Voices in the Wilderness

Space Awaits

Astronaut candidate Lauren Edgar ’07 has goals that are out of this world.

Woman wearing astronaut suit

By Nancy Schoeffler

Published in the January-February 2026 Issue

Tapped last October as one of NASA’s 10 new astronaut candidates, Edgar will be eligible for a space mission after two years of intensive training. It would not be the first time she has experienced weightlessness. Jay Buckey Jr., a Geisel professor of medicine and former payload specialist astronaut, was Edgar’s faculty mentor when she and Abigail Davidson ’05, Th’07, flew on a NASA parabolic flight for an experiment on maintaining muscle health during weightlessness. They flew briefly in space and later made a presentation about their experiment at the Aerospace Medical Association meeting, Buckey recalls.  

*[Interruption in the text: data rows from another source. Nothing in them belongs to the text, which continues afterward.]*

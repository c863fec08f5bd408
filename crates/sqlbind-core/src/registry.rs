//! Capability registry keyed by type identity.
//!
//! The bridge never probes values at runtime to discover what they can do.
//! Instead, capabilities are registered per `TypeId` up front, and the
//! registry is frozen when the bridge is built.

use crate::Result;
use crate::convert::NativeValue;
use crate::error::Error;
use crate::value::Value;
use chrono::NaiveDateTime;
use std::any::{Any, TypeId};
use std::collections::HashMap;

/// Types that can render themselves as a raw query fragment
/// (a function call, an identifier reference) instead of a literal.
pub trait SqlExpression {
    fn sql_expression(&self) -> String;
}

type EncodeFn = fn(&dyn Any) -> Option<Result<Value>>;
type DecodeFn = fn(&Value) -> Result<Box<dyn Any>>;
type ExpressionFn = fn(&dyn Any) -> Option<String>;

#[derive(Clone, Copy)]
struct NativeConverter {
    type_name: &'static str,
    encode: EncodeFn,
    decode: DecodeFn,
}

fn encode_native<T: NativeValue + 'static>(value: &dyn Any) -> Option<Result<Value>> {
    value.downcast_ref::<T>().map(T::to_value)
}

fn decode_native<T: NativeValue + 'static>(value: &Value) -> Result<Box<dyn Any>> {
    T::from_value(value).map(|v| Box::new(v) as Box<dyn Any>)
}

fn render_expression<T: SqlExpression + 'static>(value: &dyn Any) -> Option<String> {
    value.downcast_ref::<T>().map(T::sql_expression)
}

/// Immutable set of native converters and expression capabilities.
#[derive(Clone, Default)]
pub struct ConverterRegistry {
    native: HashMap<TypeId, NativeConverter>,
    expressions: HashMap<TypeId, ExpressionFn>,
}

impl std::fmt::Debug for ConverterRegistry {
    fn fmt(&self, f: &mut std::fmt::Formatter<'_>) -> std::fmt::Result {
        let mut names: Vec<_> = self.native.values().map(|c| c.type_name).collect();
        names.sort_unstable();
        f.debug_struct("ConverterRegistry")
            .field("native", &names)
            .field("expressions", &self.expressions.len())
            .finish()
    }
}

impl ConverterRegistry {
    /// Start an empty registry.
    pub fn builder() -> RegistryBuilder {
        RegistryBuilder::default()
    }

    /// Start a registry that already knows every scalar in [`crate::convert`]
    /// and its `Option` form.
    pub fn with_builtins() -> RegistryBuilder {
        RegistryBuilder::default()
            .native::<bool>()
            .native::<i8>()
            .native::<i16>()
            .native::<i32>()
            .native::<i64>()
            .native::<u8>()
            .native::<u16>()
            .native::<u32>()
            .native::<u64>()
            .native::<f32>()
            .native::<f64>()
            .native::<String>()
            .native::<Vec<u8>>()
            .native::<NaiveDateTime>()
            .native::<serde_json::Value>()
            .native::<Value>()
            .native::<Option<bool>>()
            .native::<Option<i8>>()
            .native::<Option<i16>>()
            .native::<Option<i32>>()
            .native::<Option<i64>>()
            .native::<Option<u8>>()
            .native::<Option<u16>>()
            .native::<Option<u32>>()
            .native::<Option<u64>>()
            .native::<Option<f32>>()
            .native::<Option<f64>>()
            .native::<Option<String>>()
            .native::<Option<Vec<u8>>>()
            .native::<Option<NaiveDateTime>>()
            .native::<Option<serde_json::Value>>()
    }

    /// Does `T` have a native converter?
    pub fn has_native<T: 'static>(&self) -> bool {
        self.native.contains_key(&TypeId::of::<T>())
    }

    /// Encode through `T`'s native converter, if one is registered.
    pub fn encode<T: 'static>(&self, value: &T) -> Option<Result<Value>> {
        let converter = self.native.get(&TypeId::of::<T>())?;
        (converter.encode)(value)
    }

    /// Decode through `T`'s native converter, if one is registered.
    pub fn decode<T: 'static>(&self, value: &Value) -> Option<Result<T>> {
        let converter = self.native.get(&TypeId::of::<T>())?;
        Some((converter.decode)(value).and_then(|boxed| {
            boxed.downcast::<T>().map(|b| *b).map_err(|_| {
                Error::Custom(format!(
                    "converter for {} produced a different type",
                    converter.type_name
                ))
            })
        }))
    }

    /// Render `value` as a raw expression, if `T` has that capability.
    pub fn expression<T: 'static>(&self, value: &T) -> Option<String> {
        let render = self.expressions.get(&TypeId::of::<T>())?;
        render(value)
    }
}

/// Collects capabilities before freezing them into a [`ConverterRegistry`].
#[derive(Default)]
pub struct RegistryBuilder {
    registry: ConverterRegistry,
}

impl RegistryBuilder {
    /// Register `T`'s native converter. Re-registering replaces the old one.
    pub fn native<T: NativeValue + 'static>(mut self) -> Self {
        self.registry.native.insert(
            TypeId::of::<T>(),
            NativeConverter {
                type_name: std::any::type_name::<T>(),
                encode: encode_native::<T>,
                decode: decode_native::<T>,
            },
        );
        self
    }

    /// Register `T` as able to render raw query expressions.
    pub fn expression<T: SqlExpression + 'static>(mut self) -> Self {
        self.registry
            .expressions
            .insert(TypeId::of::<T>(), render_expression::<T>);
        self
    }

    pub fn build(self) -> ConverterRegistry {
        self.registry
    }
}
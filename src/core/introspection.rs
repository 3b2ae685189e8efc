//! Introspection query and schema retrieval.

use crate::core::error::GqlError;
use crate::core::schema::Schema;
use crate::core::transport::{GraphQLRequest, Transport};
use serde::Deserialize;
use std::collections::BTreeMap;

pub const INTROSPECTION_OPERATION: &str = "IntrospectionQuery";

/// Full `__schema` query. `TypeRef` unrolls seven `ofType` levels, enough for
/// `[[T!]!]!` style wrappers.
pub const INTROSPECTION_QUERY: &str = r#"
query IntrospectionQuery {
  __schema {
    queryType { name }
    mutationType { name }
    subscriptionType { name }
    types {
      ...FullType
    }
    directives {
      name
      description
      locations
      args {
        ...InputValue
      }
    }
  }
}

fragment FullType on __Type {
  kind
  name
  description
  fields(includeDeprecated: true) {
    name
    description
    args {
      ...InputValue
    }
    type {
      ...TypeRef
    }
    isDeprecated
    deprecationReason
  }
  inputFields {
    ...InputValue
  }
  interfaces {
    ...TypeRef
  }
  enumValues(includeDeprecated: true) {
    name
    description
    isDeprecated
    deprecationReason
  }
  possibleTypes {
    ...TypeRef
  }
}

fragment InputValue on __InputValue {
  name
  description
  type { ...TypeRef }
  defaultValue
}

fragment TypeRef on __Type {
  kind
  name
  ofType {
    kind
    name
    ofType {
      kind
      name
      ofType {
        kind
        name
        ofType {
          kind
          name
          ofType {
            kind
            name
            ofType {
              kind
              name
              ofType {
                kind
                name
              }
            }
          }
        }
      }
    }
  }
}
"#;

#[derive(Deserialize)]
struct IntrospectionData {
    #[serde(rename = "__schema")]
    schema: Option<Schema>,
}

/// Decodes the `data` member of an introspection response.
pub fn schema_from_data(data: serde_json::Value) -> Result<Schema, GqlError> {
    let decoded: IntrospectionData = serde_json::from_value(data)
        .map_err(|e| GqlError::SchemaFetch(format!("malformed introspection payload: {}", e)))?;
    let schema = decoded
        .schema
        .ok_or_else(|| GqlError::SchemaFetch("response has no __schema".to_string()))?;
    if schema.types.is_empty() {
        return Err(GqlError::SchemaFetch(
            "introspection returned no types".to_string(),
        ));
    }
    // Types are resolved by name, so a shallow entry hides its fields.
    for shallow in schema.types.iter().filter(|t| t.is_reference()) {
        tracing::debug!(type_name = %shallow.name(), "schema entry carries no fields or possible types");
    }
    Ok(schema)
}

/// Runs the introspection query through `transport`.
pub fn fetch_schema(
    transport: &dyn Transport,
    headers: &BTreeMap<String, String>,
) -> Result<Schema, GqlError> {
    let mut request = GraphQLRequest::new(INTROSPECTION_QUERY);
    request.operation_name = Some(INTROSPECTION_OPERATION.to_string());
    request.headers = headers.clone();

    let response = transport
        .execute(&request)
        .map_err(|e| GqlError::SchemaFetch(e.to_string()))?;
    match response.data {
        Some(data) if !data.is_null() => {
            for error in &response.errors {
                tracing::warn!(message = %error.message, "introspection returned an error");
            }
            schema_from_data(data)
        }
        _ => {
            let messages = response
                .errors
                .iter()
                .map(|e| e.message.as_str())
                .collect::<Vec<_>>();
            if messages.is_empty() {
                Err(GqlError::SchemaFetch("response has no data".to_string()))
            } else {
                Err(GqlError::SchemaFetch(messages.join("; ")))
            }
        }
    }
}

#[cfg(test)]
mod tests {
    use super::*;
    use crate::core::schema::Operation;
    use crate::core::transport::{GraphQLResponse, RemoteError};
    use std::cell::RefCell;

    struct Canned {
        response: GraphQLResponse,
        seen: RefCell<Vec<GraphQLRequest>>,
    }

    impl Transport for Canned {
        fn execute(&self, request: &GraphQLRequest) -> Result<GraphQLResponse, GqlError> {
            self.seen.borrow_mut().push(request.clone());
            Ok(self.response.clone())
        }
    }

    fn canned(response: GraphQLResponse) -> Canned {
        Canned {
            response,
            seen: RefCell::new(Vec::new()),
        }
    }

    #[test]
    fn query_unrolls_type_refs() {
        assert_eq!(INTROSPECTION_QUERY.matches("ofType {").count(), 7);
        assert!(INTROSPECTION_QUERY.contains("possibleTypes"));
        assert!(INTROSPECTION_QUERY.contains("defaultValue"));
    }

    #[test]
    fn decodes_schema_and_forwards_headers() {
        let data = serde_json::json!({
            "__schema": {
                "queryType": {"name": "Query"},
                "mutationType": null,
                "subscriptionType": null,
                "types": [
                    {"kind": "OBJECT", "name": "Query", "fields": [
                        {"name": "hello", "args": [], "type": {"kind": "SCALAR", "name": "String", "ofType": null},
                         "isDeprecated": false, "deprecationReason": null}
                    ]},
                    {"kind": "SCALAR", "name": "String"}
                ],
                "directives": []
            }
        });
        let transport = canned(GraphQLResponse {
            data: Some(data),
            errors: vec![],
        });
        let mut headers = BTreeMap::new();
        headers.insert("Authorization".to_string(), "Bearer x".to_string());

        let schema = fetch_schema(&transport, &headers).unwrap();
        assert_eq!(schema.root(Operation::Query).unwrap().name(), "Query");
        assert!(schema.root(Operation::Mutation).is_none());
        assert_eq!(schema.types.len(), 2);

        let seen = transport.seen.borrow();
        assert_eq!(seen[0].headers["Authorization"], "Bearer x");
        assert_eq!(seen[0].operation_name.as_deref(), Some(INTROSPECTION_OPERATION));
    }

    #[test]
    fn error_list_without_data_fails() {
        let transport = canned(GraphQLResponse {
            data: None,
            errors: vec![RemoteError {
                message: "introspection disabled".to_string(),
                locations: vec![],
                path: vec![],
                extensions: None,
            }],
        });
        let err = fetch_schema(&transport, &BTreeMap::new()).unwrap_err();
        assert!(matches!(err, GqlError::SchemaFetch(ref m) if m.contains("introspection disabled")));
    }

    #[test]
    fn missing_schema_member_is_malformed() {
        let err = schema_from_data(serde_json::json!({"other": 1})).unwrap_err();
        assert!(matches!(err, GqlError::SchemaFetch(_)));
    }
}
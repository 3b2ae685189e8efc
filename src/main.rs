use gql::core::error::GqlError;
use tracing_subscriber::EnvFilter;

fn init_tracing(verbose: bool) {
    let default_level = if verbose { "debug" } else { "warn" };
    let filter = EnvFilter::try_from_env(gql::LOG_ENV)
        .unwrap_or_else(|_| EnvFilter::new(format!("gql={}", default_level)));
    tracing_subscriber::fmt()
        .with_env_filter(filter)
        .with_target(false)
        .with_writer(std::io::stderr)
        .init();
}

fn main() {
    let args: Vec<String> = std::env::args().skip(1).collect();
    init_tracing(gql::cli::peek(&args).verbose);

    match gql::run() {
        Ok(()) => {}
        Err(GqlError::Usage(message)) => {
            eprint!("{}", message);
            std::process::exit(2);
        }
        Err(e) => {
            eprintln!("Error: {}", e);
            std::process::exit(1);
        }
    }
}
use gql::core::binding::ArgValue;
use gql::core::cache::{CacheStore, FsCacheStore, SchemaCache, cache_key};
use gql::core::config::CacheKeyPolicy;
use gql::core::error::GqlError;
use gql::core::introspection;
use gql::core::query::{Invocation, NodeSettings, QuerySynthesizer};
use gql::core::schema::{Operation, Schema};
use gql::core::tree::{CommandTree, CommandTreeBuilder};
use std::cell::Cell;
use std::io;
use std::time::{Duration, SystemTime};
use tempfile::tempdir;

const ENDPOINT: &str = "https://api.example.com/graphql";

fn fixture_schema() -> Schema {
    let raw = include_str!("../fixtures/introspection.json");
    let body: serde_json::Value = serde_json::from_str(raw).expect("fixture is json");
    introspection::schema_from_data(body["data"].clone()).expect("fixture decodes")
}

fn query_tree<'s>(schema: &'s Schema, path: &[&str]) -> CommandTree<'s> {
    CommandTreeBuilder::new(schema)
        .build_operation(Operation::Query, path)
        .expect("tree builds")
        .expect("schema has a query root")
}

fn settings(arguments: Vec<(&str, ArgValue)>, max_depth: usize) -> NodeSettings {
    NodeSettings {
        arguments: arguments
            .into_iter()
            .map(|(name, value)| (name.to_string(), value))
            .collect(),
        max_depth,
        fields: Vec::new(),
    }
}

#[test]
fn test_fixture_decodes_roots_and_types() {
    let schema = fixture_schema();
    assert_eq!(schema.root(Operation::Query).unwrap().name(), "Query");
    assert_eq!(schema.root(Operation::Mutation).unwrap().name(), "Mutation");
    assert!(schema.root(Operation::Subscription).is_none());

    let friends = schema
        .field_for_path(&["query", "viewer", "friends"])
        .expect("friends field");
    assert_eq!(friends.ty.format_type(), "[User!]!");
    assert_eq!(friends.arg_names(), vec!["first"]);
}

#[test]
fn test_tree_expands_only_the_path() {
    let schema = fixture_schema();
    let tree = query_tree(&schema, &["query", "viewer", "friends"]);
    let chain = tree.chain();
    let names: Vec<&str> = chain.iter().map(|n| n.name()).collect();
    assert_eq!(names, vec!["query", "viewer", "friends"]);

    let viewer = tree.root.child("viewer").unwrap();
    assert!(viewer.expanded);
    assert!(!tree.root.child("user").unwrap().expanded);
    assert!(!viewer.child("posts").unwrap().expanded);
    assert!(tree.unmatched().is_none());
}

#[test]
fn test_assembles_nested_query_with_scoped_arguments() {
    let schema = fixture_schema();
    let tree = query_tree(&schema, &["query", "viewer", "friends"]);
    let chain = tree.chain();
    let invocations = vec![
        Invocation::new(chain[0], NodeSettings::default()),
        Invocation::new(chain[1], NodeSettings::default()),
        Invocation::new(chain[2], settings(vec![("first", ArgValue::Int(5))], 0)),
    ];
    let fragment = QuerySynthesizer::new(&schema).assemble(&invocations).unwrap();
    assert_eq!(
        fragment.query,
        "query { viewer { friends(first: 5) { id name nme email role } } }"
    );
}

#[test]
fn test_depth_one_skips_types_already_being_projected() {
    let schema = fixture_schema();
    let tree = query_tree(&schema, &["query", "viewer"]);
    let chain = tree.chain();
    let invocations = vec![
        Invocation::new(chain[0], NodeSettings::default()),
        Invocation::new(chain[1], settings(vec![], 1)),
    ];
    let fragment = QuerySynthesizer::new(&schema).assemble(&invocations).unwrap();
    assert_eq!(
        fragment.query,
        "query { viewer { id name nme email role posts { title score } } }"
    );
}

#[test]
fn test_union_without_fields_falls_back_to_typename() {
    let schema = fixture_schema();
    let tree = query_tree(&schema, &["query", "search"]);
    let chain = tree.chain();
    let invocations = vec![
        Invocation::new(chain[0], NodeSettings::default()),
        Invocation::new(
            chain[1],
            settings(vec![("term", ArgValue::Str("ada".to_string()))], 0),
        ),
    ];
    let fragment = QuerySynthesizer::new(&schema)
        .with_depth_ceiling(2)
        .assemble(&invocations)
        .unwrap();
    assert_eq!(fragment.query, "query { search(term: \"ada\") { __typename } }");
}

#[test]
fn test_mutation_passes_input_object_through() {
    let schema = fixture_schema();
    let tree = CommandTreeBuilder::new(&schema)
        .build_operation(Operation::Mutation, &["mutation", "createUser"])
        .unwrap()
        .unwrap();
    let chain = tree.chain();
    let create = chain[1];
    assert!(create.binding("input").unwrap().is_mandatory());
    assert_eq!(create.binding("input").unwrap().type_name(), "CreateUserInput!");

    let invocations = vec![
        Invocation::new(chain[0], NodeSettings::default()),
        Invocation::new(
            create,
            settings(
                vec![("input", ArgValue::Str("{name: \"Ada\"}".to_string()))],
                0,
            ),
        ),
    ];
    let fragment = QuerySynthesizer::new(&schema).assemble(&invocations).unwrap();
    assert_eq!(
        fragment.query,
        "mutation { createUser(input: {name: \"Ada\"}) { id name nme email role } }"
    );
}

#[test]
fn test_cache_round_trip_within_ttl() {
    let tmp = tempdir().unwrap();
    let schema = fixture_schema();
    let cache = SchemaCache::new(
        FsCacheStore::new(tmp.path().join("cache")),
        Duration::from_secs(600),
        CacheKeyPolicy::Sanitized,
    );

    assert!(cache.load(ENDPOINT, SystemTime::now()).is_none());
    cache.save(ENDPOINT, &schema);
    assert!(
        cache
            .store()
            .entry_path(&cache_key(ENDPOINT, CacheKeyPolicy::Sanitized))
            .exists()
    );
    let loaded = cache.load(ENDPOINT, SystemTime::now()).expect("fresh entry");
    assert_eq!(loaded, schema);

    let later = SystemTime::now() + Duration::from_secs(601);
    assert!(cache.load(ENDPOINT, later).is_none());
}

#[test]
fn test_corrupt_entry_is_a_miss() {
    let tmp = tempdir().unwrap();
    let store = FsCacheStore::new(tmp.path());
    let key = cache_key(ENDPOINT, CacheKeyPolicy::Hashed);
    store.write(&key, b"{not json").unwrap();
    let cache = SchemaCache::new(store, Duration::from_secs(600), CacheKeyPolicy::Hashed);
    assert!(cache.load(ENDPOINT, SystemTime::now()).is_none());
}

struct ReadOnlyStore {
    writes: Cell<usize>,
}

impl CacheStore for ReadOnlyStore {
    fn read(&self, _key: &str) -> io::Result<Vec<u8>> {
        Err(io::Error::new(io::ErrorKind::NotFound, "empty"))
    }

    fn modified(&self, _key: &str) -> io::Result<SystemTime> {
        Err(io::Error::new(io::ErrorKind::NotFound, "empty"))
    }

    fn write(&self, _key: &str, _bytes: &[u8]) -> io::Result<()> {
        self.writes.set(self.writes.get() + 1);
        Err(io::Error::new(io::ErrorKind::PermissionDenied, "read-only"))
    }
}

#[test]
fn test_failed_cache_write_does_not_propagate() {
    let cache = SchemaCache::new(
        ReadOnlyStore {
            writes: Cell::new(0),
        },
        Duration::from_secs(600),
        CacheKeyPolicy::Sanitized,
    );
    let schema = cache
        .load_or_fetch(ENDPOINT, false, || Ok(fixture_schema()))
        .expect("fetch result survives the failed write");
    assert_eq!(schema.types.len(), fixture_schema().types.len());
    assert_eq!(cache.store().writes.get(), 1);
}

#[test]
fn test_bypass_refetches_and_rewrites() {
    let tmp = tempdir().unwrap();
    let cache = SchemaCache::new(
        FsCacheStore::new(tmp.path()),
        Duration::from_secs(600),
        CacheKeyPolicy::Sanitized,
    );
    cache.save(ENDPOINT, &Schema::default());

    let fetched = Cell::new(false);
    let schema = cache
        .load_or_fetch(ENDPOINT, true, || {
            fetched.set(true);
            Ok(fixture_schema())
        })
        .unwrap();
    assert!(fetched.get());
    assert!(!schema.types.is_empty());
    assert_eq!(cache.load(ENDPOINT, SystemTime::now()).unwrap(), schema);
}

#[test]
fn test_fetch_error_propagates() {
    let tmp = tempdir().unwrap();
    let cache = SchemaCache::new(
        FsCacheStore::new(tmp.path()),
        Duration::from_secs(600),
        CacheKeyPolicy::Sanitized,
    );
    let err = cache
        .load_or_fetch(ENDPOINT, false, || {
            Err(GqlError::SchemaFetch("unreachable".to_string()))
        })
        .unwrap_err();
    assert!(matches!(err, GqlError::SchemaFetch(_)));
}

Edgar, a geologist, has more than 17 years of mission operations experience supporting the Mars Science Lab and Mars Exploration Rovers. “It’s really exciting to think about applying those lessons we’ve learned through Mars exploration with robots to how we might do human exploration,” she says. Edgar took a class Buckey helped teach called “Life on Mars?” The first line in a paper she wrote: “It’s inevitable that humans one day will walk on the surface of Mars.” Buckey adds, “It’ll be her!”